- [Required work]
Return all lines from the listing below that include the word "past".
Start of Block
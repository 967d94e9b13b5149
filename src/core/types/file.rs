//! Indexed file types
//!
//! Defines the file metadata reported by the `/v2/files` endpoints.

use serde::{Deserialize, Serialize};

#[cfg(test)]
use proptest_derive::Arbitrary;

/// A file indexed in one collection on the backend
#[derive(Debug, Clone, Serialize, Deserialize, PartialEq, Eq, Hash)]
#[cfg_attr(test, derive(Arbitrary))]
pub struct FileInfo {
    /// Collection the file belongs to
    #[cfg_attr(test, proptest(strategy = "\"[a-z]{1,8}\""))]
    pub collection: String,

    /// Bare file name
    #[cfg_attr(test, proptest(strategy = "\"[a-zA-Z0-9_.]{1,16}\""))]
    pub name: String,

    /// Stable key, `collection/name`
    #[cfg_attr(test, proptest(strategy = "\"[a-zA-Z0-9_./]{1,24}\""))]
    pub path: String,
}

impl FileInfo {
    /// Build a file entry with the canonical `collection/name` path
    pub fn new(collection: impl Into<String>, name: impl Into<String>) -> Self {
        let collection = collection.into();
        let name = name.into();
        let path = file_key(&collection, &name);
        Self { collection, name, path }
    }

    /// Case-insensitive substring match against `path` or `name`.
    ///
    /// `needle` must already be lowercased.
    pub fn matches_lowercase(&self, needle: &str) -> bool {
        self.path.to_lowercase().contains(needle) || self.name.to_lowercase().contains(needle)
    }
}

/// Identity key of a file within the backend: `collection/name`
pub fn file_key(collection: &str, name: &str) -> String {
    format!("{}/{}", collection, name)
}
//! Bounds-checked little-endian byte cursor.

use std::str;

use crate::BufferError;

/// A binary buffer reader over a borrowed byte slice.
///
/// The reader never owns the bytes it walks. Every read is checked against
/// `end`, which may sit before the physical end of the slice: BOS buffers
/// declare their own size in a header and nothing past that size belongs to
/// the encoded value.
///
/// # Example
///
/// ```
/// use bos_buffers::Reader;
///
/// let data = [0x01, 0x02, 0x03];
/// let mut reader = Reader::new(&data);
///
/// assert_eq!(reader.try_u8(), Ok(0x01));
/// assert_eq!(reader.try_u16(), Ok(0x0302));
/// assert!(reader.try_u8().is_err());
/// ```
#[derive(Debug, Clone)]
pub struct Reader<'a> {
    /// The underlying byte slice.
    pub uint8: &'a [u8],
    /// Current cursor position.
    pub x: usize,
    /// End position (exclusive).
    pub end: usize,
}

impl<'a> Reader<'a> {
    /// Creates a new reader for the given byte slice.
    pub fn new(uint8: &'a [u8]) -> Self {
        let end = uint8.len();
        Self { uint8, x: 0, end }
    }

    /// Creates a reader with custom start and end positions.
    ///
    /// `end` is clamped to the slice length so a reader can never index past
    /// the borrowed bytes, whatever the caller claims.
    pub fn from_slice(uint8: &'a [u8], x: usize, end: usize) -> Self {
        let end = end.min(uint8.len());
        Self { uint8, x, end }
    }

    /// Returns the current cursor position.
    #[inline]
    pub fn position(&self) -> usize {
        self.x
    }

    /// Returns the number of bytes left before `end`.
    #[inline]
    pub fn remaining(&self) -> usize {
        self.end.saturating_sub(self.x)
    }

    /// Returns `true` when the cursor has reached `end`.
    #[inline]
    pub fn is_eof(&self) -> bool {
        self.x >= self.end
    }

    /// Checks that `n` more bytes are available from the current cursor.
    #[inline]
    fn check(&self, n: usize) -> Result<(), BufferError> {
        match self.x.checked_add(n) {
            Some(to) if to <= self.end => Ok(()),
            _ => Err(BufferError::EndOfBuffer),
        }
    }

    #[inline]
    fn array<const N: usize>(&mut self) -> Result<[u8; N], BufferError> {
        self.check(N)?;
        let mut out = [0u8; N];
        out.copy_from_slice(&self.uint8[self.x..self.x + N]);
        self.x += N;
        Ok(out)
    }

    #[inline]
    pub fn try_u8(&mut self) -> Result<u8, BufferError> {
        self.check(1)?;
        let val = self.uint8[self.x];
        self.x += 1;
        Ok(val)
    }

    #[inline]
    pub fn try_i8(&mut self) -> Result<i8, BufferError> {
        Ok(self.try_u8()? as i8)
    }

    #[inline]
    pub fn try_u16(&mut self) -> Result<u16, BufferError> {
        self.array().map(u16::from_le_bytes)
    }

    #[inline]
    pub fn try_i16(&mut self) -> Result<i16, BufferError> {
        self.array().map(i16::from_le_bytes)
    }

    #[inline]
    pub fn try_u32(&mut self) -> Result<u32, BufferError> {
        self.array().map(u32::from_le_bytes)
    }

    #[inline]
    pub fn try_i32(&mut self) -> Result<i32, BufferError> {
        self.array().map(i32::from_le_bytes)
    }

    #[inline]
    pub fn try_u64(&mut self) -> Result<u64, BufferError> {
        self.array().map(u64::from_le_bytes)
    }

    #[inline]
    pub fn try_i64(&mut self) -> Result<i64, BufferError> {
        self.array().map(i64::from_le_bytes)
    }

    /// Reads an IEEE-754 binary32 value.
    #[inline]
    pub fn try_f32(&mut self) -> Result<f32, BufferError> {
        self.array().map(f32::from_le_bytes)
    }

    /// Reads an IEEE-754 binary64 value.
    #[inline]
    pub fn try_f64(&mut self) -> Result<f64, BufferError> {
        self.array().map(f64::from_le_bytes)
    }

    /// Reads `size` raw bytes and advances the cursor.
    ///
    /// The cursor does not move when the read fails.
    pub fn try_buf(&mut self, size: usize) -> Result<&'a [u8], BufferError> {
        self.check(size)?;
        let x = self.x;
        let end = x + size;
        let bin = &self.uint8[x..end];
        self.x = end;
        Ok(bin)
    }

    /// Reads a UTF-8 string of `size` bytes.
    ///
    /// Fails on out-of-bounds or invalid UTF-8; the cursor only advances on
    /// success.
    pub fn try_utf8(&mut self, size: usize) -> Result<&'a str, BufferError> {
        self.check(size)?;
        let start = self.x;
        let s = str::from_utf8(&self.uint8[start..start + size])
            .map_err(|_| BufferError::InvalidUtf8)?;
        self.x = start + size;
        Ok(s)
    }
}

#[cfg(test)]
mod tests {
    use super::*;

    #[test]
    fn test_try_u8_success() {
        let data = [0x42u8];
        let mut reader = Reader::new(&data);
        assert_eq!(reader.try_u8(), Ok(0x42));
        assert_eq!(reader.x, 1);
    }

    #[test]
    fn test_try_u8_end_of_buffer() {
        let data: [u8; 0] = [];
        let mut reader = Reader::new(&data);
        assert_eq!(reader.try_u8(), Err(BufferError::EndOfBuffer));
        // Cursor must not advance on error
        assert_eq!(reader.x, 0);
    }

    #[test]
    fn test_try_i8_negative() {
        let data = [0xfeu8]; // -2 in two's complement
        let mut reader = Reader::new(&data);
        assert_eq!(reader.try_i8(), Ok(-2i8));
    }

    #[test]
    fn test_try_u16_little_endian() {
        let data = [0x01u8, 0x02];
        let mut reader = Reader::new(&data);
        assert_eq!(reader.try_u16(), Ok(0x0201u16));
        assert_eq!(reader.x, 2);
    }

    #[test]
    fn test_try_u16_partial() {
        let data = [0x01u8];
        let mut reader = Reader::new(&data);
        assert_eq!(reader.try_u16(), Err(BufferError::EndOfBuffer));
        assert_eq!(reader.x, 0);
    }

    #[test]
    fn test_try_i16_negative() {
        let data = (-300i16).to_le_bytes();
        let mut reader = Reader::new(&data);
        assert_eq!(reader.try_i16(), Ok(-300));
    }

    #[test]
    fn test_try_u32_and_i32() {
        let mut data = 4_294_967_290u32.to_le_bytes().to_vec();
        data.extend_from_slice(&(-2_147_483_640i32).to_le_bytes());
        let mut reader = Reader::new(&data);
        assert_eq!(reader.try_u32(), Ok(4_294_967_290));
        assert_eq!(reader.try_i32(), Ok(-2_147_483_640));
        assert!(reader.is_eof());
    }

    #[test]
    fn test_try_u64_and_i64() {
        let mut data = 1_099_511_627_775u64.to_le_bytes().to_vec();
        data.extend_from_slice(&(-1_099_511_627_775i64).to_le_bytes());
        let mut reader = Reader::new(&data);
        assert_eq!(reader.try_u64(), Ok(1_099_511_627_775));
        assert_eq!(reader.try_i64(), Ok(-1_099_511_627_775));
    }

    #[test]
    fn test_try_f32_success() {
        let data = 5.5f32.to_le_bytes();
        let mut reader = Reader::new(&data);
        assert_eq!(reader.try_f32(), Ok(5.5));
    }

    #[test]
    fn test_try_f64_success() {
        let data = std::f64::consts::PI.to_le_bytes();
        let mut reader = Reader::new(&data);
        let got = reader.try_f64().unwrap();
        assert!((got - std::f64::consts::PI).abs() < 1e-10);
    }

    #[test]
    fn test_try_f64_end_of_buffer() {
        let data = [0u8; 7]; // one short of an f64
        let mut reader = Reader::new(&data);
        assert_eq!(reader.try_f64(), Err(BufferError::EndOfBuffer));
    }

    #[test]
    fn test_try_buf_success() {
        let data = [1u8, 2, 3, 4, 5];
        let mut reader = Reader::new(&data);
        assert_eq!(reader.try_buf(3), Ok([1u8, 2, 3].as_ref()));
        assert_eq!(reader.x, 3);
        assert_eq!(reader.remaining(), 2);
    }

    #[test]
    fn test_try_buf_end_of_buffer() {
        let data = [1u8, 2];
        let mut reader = Reader::new(&data);
        assert_eq!(reader.try_buf(5), Err(BufferError::EndOfBuffer));
        assert_eq!(reader.x, 0);
    }

    #[test]
    fn test_try_buf_huge_length_does_not_overflow() {
        let data = [1u8, 2];
        let mut reader = Reader::new(&data);
        reader.try_u8().unwrap();
        assert_eq!(reader.try_buf(usize::MAX), Err(BufferError::EndOfBuffer));
    }

    #[test]
    fn test_try_utf8_success() {
        let data = b"hello";
        let mut reader = Reader::new(data);
        assert_eq!(reader.try_utf8(5), Ok("hello"));
    }

    #[test]
    fn test_try_utf8_invalid() {
        // 0xff is not valid UTF-8
        let data = [0xffu8, 0xfe];
        let mut reader = Reader::new(&data);
        assert_eq!(reader.try_utf8(2), Err(BufferError::InvalidUtf8));
        assert_eq!(reader.x, 0);
    }

    #[test]
    fn test_end_limits_reads_before_slice_end() {
        let data = [1u8, 2, 3, 4];
        let mut reader = Reader::from_slice(&data, 1, 3);
        assert_eq!(reader.try_u8(), Ok(2));
        assert_eq!(reader.try_u8(), Ok(3));
        assert_eq!(reader.try_u8(), Err(BufferError::EndOfBuffer));
    }

    #[test]
    fn test_from_slice_clamps_end() {
        let data = [1u8, 2];
        let mut reader = Reader::from_slice(&data, 0, 100);
        assert_eq!(reader.end, 2);
        assert_eq!(reader.try_buf(3), Err(BufferError::EndOfBuffer));
        assert_eq!(reader.try_buf(2), Ok(&data[..]));
    }
}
End of Block
- [Output for this exercise]
/// declare their own size in a header and nothing past that size belongs to
    /// `end` is clamped to the slice length so a reader can never index past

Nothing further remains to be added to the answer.